For Carrie, a therapist untrained in sexual issues did more harm than good. Because she didn’t feel like her experience had been abusive, and because she had genuine feelings for her new man, Carrie persevered. She researched and found someone who had the knowledge and insight into what was really making her feel confused about her reaction to this new sexual experience.
With the new therapist, Carrie discovered why the encounter had been so exciting. She discovered how common it is for men and women to enjoy being spanked during high arousal.
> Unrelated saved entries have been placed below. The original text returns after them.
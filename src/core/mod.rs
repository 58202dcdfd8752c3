//! Core types for the export pipeline

mod types;

pub use types::*;
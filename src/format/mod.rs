//! Output format for exported documents

pub mod markdown;

pub use markdown::MarkdownFormatter;

/// Title written at the top of every export unless configured otherwise.
pub const DEFAULT_TITLE: &str = "RobotWars App Code Export";

/// Fence tag used for every code block, regardless of the file's language.
pub const FENCE_TAG: &str = "code";
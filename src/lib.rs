pub mod config;
pub mod core;
pub mod format;
pub mod manifest;
pub mod runner;

// Re-export key items for convenience
pub use config::ExportConfig;
pub use crate::core::{ExportEvent, ExportReport};
pub use manifest::{Manifest, ManifestError};
pub use runner::{check, export, export_to_file, run};
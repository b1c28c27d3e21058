#![forbid(unsafe_code)]

//! gitdash runtime
//!
//! Ties the panel engine to a terminal and to the outcome channel.
//!
//! # Key Components
//!
//! - [`Session`] - Event dispatch between the panel controller and a [`Dashboard`]
//! - [`program::run`] - Interactive loop over a raw-mode terminal
//! - [`replay::run_replay`] - The same session driven by scripted keys, no terminal
//! - [`ActionRunner`] - Background threads for git actions, drained by the loop
//! - [`CrosstermBackend`] - Draws panels with crossterm
//! - [`TerminalSession`] - Raw-mode guard with panic and signal cleanup
//!
//! # How it fits in the system
//! `gitdash-panels` decides what is on screen and who has focus; this crate
//! decides when input is read, when actions run, and when the outcome is
//! recorded. The binary supplies the [`Dashboard`].

pub mod crossterm_backend;
pub mod error;
pub mod program;
pub mod replay;
pub mod session;
pub mod terminal_session;
pub mod worker;

pub use crossterm_backend::CrosstermBackend;
pub use error::{RuntimeError, RuntimeResult};
pub use program::ProgramConfig;
pub use replay::{ReplayConfig, ReplaySummary, parse_script};
pub use session::{Dashboard, Session};
pub use terminal_session::{SessionOptions, TerminalSession};
pub use worker::{ActionReport, ActionRunner};
#![forbid(unsafe_code)]

//! Controller error types.
//!
//! Two families. [`OpenError::Rejected`] is recoverable: the backend refused
//! to configure a panel and nothing was left registered. [`Fatal`] means the
//! panel engine's bookkeeping can no longer be trusted; the runtime restores
//! the terminal and exits.

use std::fmt;

use crate::arena::{Occupied, PanelName};
use crate::backend::BackendError;
use crate::controller::Branch;
use crate::focus::FocusError;
use crate::request::HandlerError;

/// Unrecoverable controller failure.
#[derive(Debug)]
pub enum Fatal {
    /// A confirm or cancel handler returned an error.
    Handler {
        panel: PanelName,
        branch: Branch,
        source: HandlerError,
    },
    /// The backend failed while a panel was being torn down.
    Teardown {
        panel: PanelName,
        source: BackendError,
    },
    /// The backend failed to resize or redraw an open panel.
    Render {
        panel: PanelName,
        source: BackendError,
    },
    /// Focus restore without a matching push.
    Focus(FocusError),
}

impl fmt::Display for Fatal {
    fn fmt(&self, f: &mut fmt::Formatter<'_>) -> fmt::Result {
        match self {
            Self::Handler {
                panel,
                branch,
                source,
            } => write!(f, "{branch} handler for panel {panel} failed: {source}"),
            Self::Teardown { panel, source } => {
                write!(f, "failed to tear down panel {panel}: {source}")
            }
            Self::Render { panel, source } => write!(f, "failed to redraw panel {panel}: {source}"),
            Self::Focus(e) => write!(f, "focus stack corrupted: {e}"),
        }
    }
}

impl std::error::Error for Fatal {
    fn source(&self) -> Option<&(dyn std::error::Error + 'static)> {
        match self {
            Self::Handler { source, .. } => Some(source),
            Self::Teardown { source, .. } | Self::Render { source, .. } => Some(source),
            Self::Focus(e) => Some(e),
        }
    }
}

impl From<FocusError> for Fatal {
    fn from(e: FocusError) -> Self {
        Self::Focus(e)
    }
}

/// Failure to open a panel.
#[derive(Debug)]
pub enum OpenError {
    /// The backend refused the panel. Nothing was registered.
    Rejected {
        panel: PanelName,
        source: BackendError,
    },
    /// The name was still live after replacement.
    Occupied(Occupied),
    /// Tearing down the panel being replaced failed.
    Fatal(Fatal),
}

impl OpenError {
    /// Whether the session can carry on.
    #[must_use]
    pub fn is_recoverable(&self) -> bool {
        !matches!(self, Self::Fatal(_))
    }
}

impl fmt::Display for OpenError {
    fn fmt(&self, f: &mut fmt::Formatter<'_>) -> fmt::Result {
        match self {
            Self::Rejected { panel, source } => write!(f, "could not open panel {panel}: {source}"),
            Self::Occupied(e) => write!(f, "{e}"),
            Self::Fatal(e) => write!(f, "{e}"),
        }
    }
}

impl std::error::Error for OpenError {
    fn source(&self) -> Option<&(dyn std::error::Error + 'static)> {
        match self {
            Self::Rejected { source, .. } => Some(source),
            Self::Occupied(e) => Some(e),
            Self::Fatal(e) => Some(e),
        }
    }
}

impl From<Fatal> for OpenError {
    fn from(e: Fatal) -> Self {
        Self::Fatal(e)
    }
}

/// Result alias for fallible controller operations.
pub type FatalResult<T> = Result<T, Fatal>;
The trained sex therapist reminded her that nothing had happened without consent and she learned how talking with her partner in this open and frank manner allowed her to enjoy a new depth of intimacy and pleasure. She was able to grow into her sexuality, healing past hurts and learning some very personal and exciting things about herself. Instead of shame, she felt normalized and excited about this new level of understanding.
Good sex therapy allows you to feel empowered and validated in your sexuality. Don’t settle for less.